* **PROBLEM**:
Your response should be every line from the entries that includes the string "Result".

* **SOURCE DATA**:
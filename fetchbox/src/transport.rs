//! Transport backends.
//!
//! A transport backend performs the actual I/O for one operation on the
//! manager's worker thread and reports back through a typed event channel.
//! Decisions that need the owning side (credentials) travel as a synchronous
//! round-trip: the backend blocks on a oneshot until the reply engine posts
//! its answer.

use async_trait::async_trait;
use bytes::Bytes;
use fetchbox_core::{HeaderList, Request};
use tokio::io::AsyncReadExt;
use tokio::sync::{mpsc, oneshot, watch};
use tracing::debug;

use crate::auth::{Authenticator, Proxy};
use crate::error::ReplyError;

/// Response head reported by a transport.
#[derive(Debug, Clone)]
pub struct ResponseHead {
    /// HTTP-ish status code (synthesized as 200 for non-HTTP backends).
    pub status: u16,
    /// Reason phrase.
    pub reason: String,
    /// Raw response headers.
    pub headers: HeaderList,
    /// `true` when the server advertises byte-range continuation.
    pub supports_resume: bool,
}

impl ResponseHead {
    /// A plain `200 OK` head with the given headers.
    pub fn ok(headers: HeaderList) -> Self {
        Self {
            status: 200,
            reason: "OK".to_string(),
            headers,
            supports_resume: false,
        }
    }
}

/// Authentication challenge surfaced by a transport.
#[derive(Debug, Clone)]
pub struct AuthChallenge {
    /// Challenge data (realm, any previously tried identity).
    pub authenticator: Authenticator,
    /// Set when the challenge came from a proxy rather than the origin.
    pub proxy: Option<Proxy>,
}

/// Typed messages a transport sends to its reply.
///
/// Delivered in issuance order per operation; `Error` and `Finished` are
/// each sent at most once.
#[derive(Debug)]
pub enum TransportEvent {
    /// Response head received.
    Metadata(ResponseHead),
    /// One chunk of downstream data.
    Data(Bytes),
    /// Download progress.
    Progress {
        /// Bytes received so far.
        received: u64,
        /// Total expected bytes, when known.
        total: Option<u64>,
    },
    /// The transport needs credentials; the reply engine answers through the
    /// responder while the transport waits.
    AuthRequired {
        /// Challenge details.
        challenge: AuthChallenge,
        /// Decision channel; `None` means "no credentials available".
        responder: oneshot::Sender<Option<Authenticator>>,
    },
    /// No network session is available yet; the operation will be retried.
    SessionUnavailable,
    /// Connectivity returned after `SessionUnavailable`.
    SessionReady,
    /// The network path changed mid-transfer.
    PathChanged,
    /// Terminal failure.
    Error(ReplyError),
    /// Normal completion.
    Finished,
}

/// Everything a backend needs to run one operation.
pub struct TransportContext {
    /// The request being performed (revalidation and range headers already
    /// applied by the engine).
    pub request: Request,
    /// Buffered upload body, when the operation carries one.
    pub upload: Option<Bytes>,
    /// Event channel back to the reply engine.
    pub events: mpsc::UnboundedSender<TransportEvent>,
    /// Remaining consumer read-buffer headroom in bytes; `u64::MAX` means
    /// unlimited. Backends pause delivery while this reads zero.
    pub read_window: watch::Receiver<u64>,
}

impl TransportContext {
    /// Waits until the consumer has buffer headroom again.
    pub async fn wait_for_window(&mut self) {
        while *self.read_window.borrow() == 0 {
            if self.read_window.changed().await.is_err() {
                // reply went away; the send after this will fail and stop us
                return;
            }
        }
    }
}

/// One network/file/data operation.
///
/// `open` consumes the backend and drives the operation to completion,
/// reporting through `ctx.events`. Resume support is negotiated before
/// `open`: the engine checks [`can_resume`](Self::can_resume) and calls
/// [`set_resume_offset`](Self::set_resume_offset) when it restarts an
/// interrupted transfer.
#[async_trait]
pub trait TransportBackend: Send + 'static {
    /// Runs the operation.
    async fn open(self: Box<Self>, ctx: TransportContext);

    /// Whether this backend class can continue from a byte offset.
    fn can_resume(&self) -> bool {
        false
    }

    /// Sets the offset to continue from on the next `open`.
    fn set_resume_offset(&mut self, _offset: u64) {}
}

/// Creates transport backends for the URL schemes it recognizes.
pub trait TransportFactory: Send + Sync {
    /// Returns a backend for `request`, or `None` when the scheme is not
    /// handled by this factory.
    fn create(&self, request: &Request) -> Option<Box<dyn TransportBackend>>;
}

const FILE_CHUNK_SIZE: usize = 16 * 1024;

/// Backend serving `file://` URLs from the local filesystem.
pub struct FileBackend {
    resume_offset: u64,
}

impl FileBackend {
    /// Creates a file backend.
    pub fn new() -> Self {
        Self { resume_offset: 0 }
    }

    async fn run(ctx: &mut TransportContext, resume_offset: u64) -> Result<(), ReplyError> {
        let path = ctx.request.url().path().to_string();
        let mut file = tokio::fs::File::open(&path).await?;
        let len = file.metadata().await?.len();
        if resume_offset > 0 {
            use tokio::io::AsyncSeekExt;
            file.seek(std::io::SeekFrom::Start(resume_offset)).await?;
        }

        let mut headers = HeaderList::new();
        headers.append(
            &b"Content-Length"[..],
            Bytes::from((len - resume_offset).to_string()),
        );
        let mut head = ResponseHead::ok(headers);
        head.supports_resume = true;
        let _ = ctx.events.send(TransportEvent::Metadata(head));

        let mut received = resume_offset;
        let mut buf = vec![0u8; FILE_CHUNK_SIZE];
        loop {
            ctx.wait_for_window().await;
            let n = file.read(&mut buf).await?;
            if n == 0 {
                break;
            }
            received += n as u64;
            let chunk = Bytes::copy_from_slice(&buf[..n]);
            if ctx.events.send(TransportEvent::Data(chunk)).is_err() {
                debug!(path, "reply dropped, stopping file transfer");
                return Ok(());
            }
            let _ = ctx.events.send(TransportEvent::Progress {
                received,
                total: Some(len),
            });
        }
        Ok(())
    }
}

impl Default for FileBackend {
    fn default() -> Self {
        Self::new()
    }
}

#[async_trait]
impl TransportBackend for FileBackend {
    async fn open(self: Box<Self>, mut ctx: TransportContext) {
        match Self::run(&mut ctx, self.resume_offset).await {
            Ok(()) => {
                let _ = ctx.events.send(TransportEvent::Finished);
            }
            Err(err) => {
                let _ = ctx.events.send(TransportEvent::Error(err));
            }
        }
    }

    fn can_resume(&self) -> bool {
        true
    }

    fn set_resume_offset(&mut self, offset: u64) {
        self.resume_offset = offset;
    }
}

/// Factory for [`FileBackend`].
pub struct FileTransportFactory;

impl TransportFactory for FileTransportFactory {
    fn create(&self, request: &Request) -> Option<Box<dyn TransportBackend>> {
        (request.url().scheme_str() == Some("file")).then(|| {
            Box::new(FileBackend::new()) as Box<dyn TransportBackend>
        })
    }
}

/// Backend decoding `data:` URLs without touching the network.
pub struct DataBackend;

impl DataBackend {
    fn decode(url_text: &str) -> Result<(String, Bytes), ReplyError> {
        let rest = url_text
            .strip_prefix("data:")
            .ok_or(ReplyError::ProtocolFailure)?;
        let (header, payload) = rest.split_once(',').ok_or(ReplyError::ProtocolFailure)?;

        let (media_type, is_base64) = match header.strip_suffix(";base64") {
            Some(mt) => (mt, true),
            None => (header, false),
        };
        let media_type = if media_type.is_empty() {
            "text/plain;charset=US-ASCII".to_string()
        } else {
            media_type.to_string()
        };

        let bytes = if is_base64 {
            decode_base64(payload).ok_or(ReplyError::ProtocolFailure)?
        } else {
            percent_decode(payload)
        };
        Ok((media_type, Bytes::from(bytes)))
    }
}

#[async_trait]
impl TransportBackend for DataBackend {
    async fn open(self: Box<Self>, ctx: TransportContext) {
        let url_text = ctx.request.url().to_string();
        match Self::decode(&url_text) {
            Ok((media_type, body)) => {
                let mut headers = HeaderList::new();
                headers.append(&b"Content-Type"[..], Bytes::from(media_type));
                headers.append(
                    &b"Content-Length"[..],
                    Bytes::from(body.len().to_string()),
                );
                let _ = ctx.events.send(TransportEvent::Metadata(ResponseHead::ok(headers)));
                let total = body.len() as u64;
                if !body.is_empty() {
                    let _ = ctx.events.send(TransportEvent::Data(body));
                }
                let _ = ctx.events.send(TransportEvent::Progress {
                    received: total,
                    total: Some(total),
                });
                let _ = ctx.events.send(TransportEvent::Finished);
            }
            Err(err) => {
                let _ = ctx.events.send(TransportEvent::Error(err));
            }
        }
    }
}

/// Factory for [`DataBackend`].
pub struct DataTransportFactory;

impl TransportFactory for DataTransportFactory {
    fn create(&self, request: &Request) -> Option<Box<dyn TransportBackend>> {
        (request.url().scheme_str() == Some("data"))
            .then(|| Box::new(DataBackend) as Box<dyn TransportBackend>)
    }
}

fn percent_decode(input: &str) -> Vec<u8> {
    let bytes = input.as_bytes();
    let mut out = Vec::with_capacity(bytes.len());
    let mut i = 0;
    while i < bytes.len() {
        if bytes[i] == b'%' && i + 2 < bytes.len() {
            let hex = std::str::from_utf8(&bytes[i + 1..i + 3]).ok();
            if let Some(v) = hex.and_then(|h| u8::from_str_radix(h, 16).ok()) {
                out.push(v);
                i += 3;
                continue;
            }
        }
        out.push(bytes[i]);
        i += 1;
    }
    out
}

fn decode_base64(input: &str) -> Option<Vec<u8>> {
    fn value(c: u8) -> Option<u8> {
        match c {
            b'A'..=b'Z' => Some(c - b'A'),
            b'a'..=b'z' => Some(c - b'a' + 26),
            b'0'..=b'9' => Some(c - b'0' + 52),
            b'+' => Some(62),
            b'/' => Some(63),
            _ => None,
        }
    }

    let cleaned: Vec<u8> = input
        .bytes()
        .filter(|b| !b.is_ascii_whitespace() && *b != b'=')
        .collect();
    let mut out = Vec::with_capacity(cleaned.len() * 3 / 4);
    for chunk in cleaned.chunks(4) {
        if chunk.len() == 1 {
            return None;
        }
        let mut acc: u32 = 0;
        for &c in chunk {
            acc = (acc << 6) | value(c)? as u32;
        }
        acc <<= 6 * (4 - chunk.len()) as u32;
        let produced = chunk.len() - 1;
        let all = acc.to_be_bytes();
        out.extend_from_slice(&all[1..1 + produced]);
    }
    Some(out)
}

#[cfg(test)]
mod tests {
    use super::*;

    #[test]
    fn base64_decodes_standard_alphabet() {
        assert_eq!(decode_base64("aGVsbG8=").unwrap(), b"hello");
        assert_eq!(decode_base64("aGVsbG8h").unwrap(), b"hello!");
        assert_eq!(decode_base64("").unwrap(), b"");
        assert!(decode_base64("a").is_none());
        assert!(decode_base64("!!!!").is_none());
    }

    #[test]
    fn percent_decoding() {
        assert_eq!(percent_decode("a%20b%2Fc"), b"a b/c");
        assert_eq!(percent_decode("plain"), b"plain");
        assert_eq!(percent_decode("bad%zz"), b"bad%zz");
        assert_eq!(percent_decode("trail%2"), b"trail%2");
    }

    #[test]
    fn data_url_decoding() {
        let (mt, body) = DataBackend::decode("data:text/plain,hello%20world").unwrap();
        assert_eq!(mt, "text/plain");
        assert_eq!(body, Bytes::from_static(b"hello world"));

        let (mt, body) = DataBackend::decode("data:;base64,aGk=").unwrap();
        assert_eq!(mt, "text/plain;charset=US-ASCII");
        assert_eq!(body, Bytes::from_static(b"hi"));

        assert!(DataBackend::decode("data:nocomma").is_err());
    }
}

* **EXERCISE RESPONSE**:
    async fn run(ctx: &mut TransportContext, resume_offset: u64) -> Result<(), ReplyError> {
    fn decode(url_text: &str) -> Result<(String, Bytes), ReplyError> {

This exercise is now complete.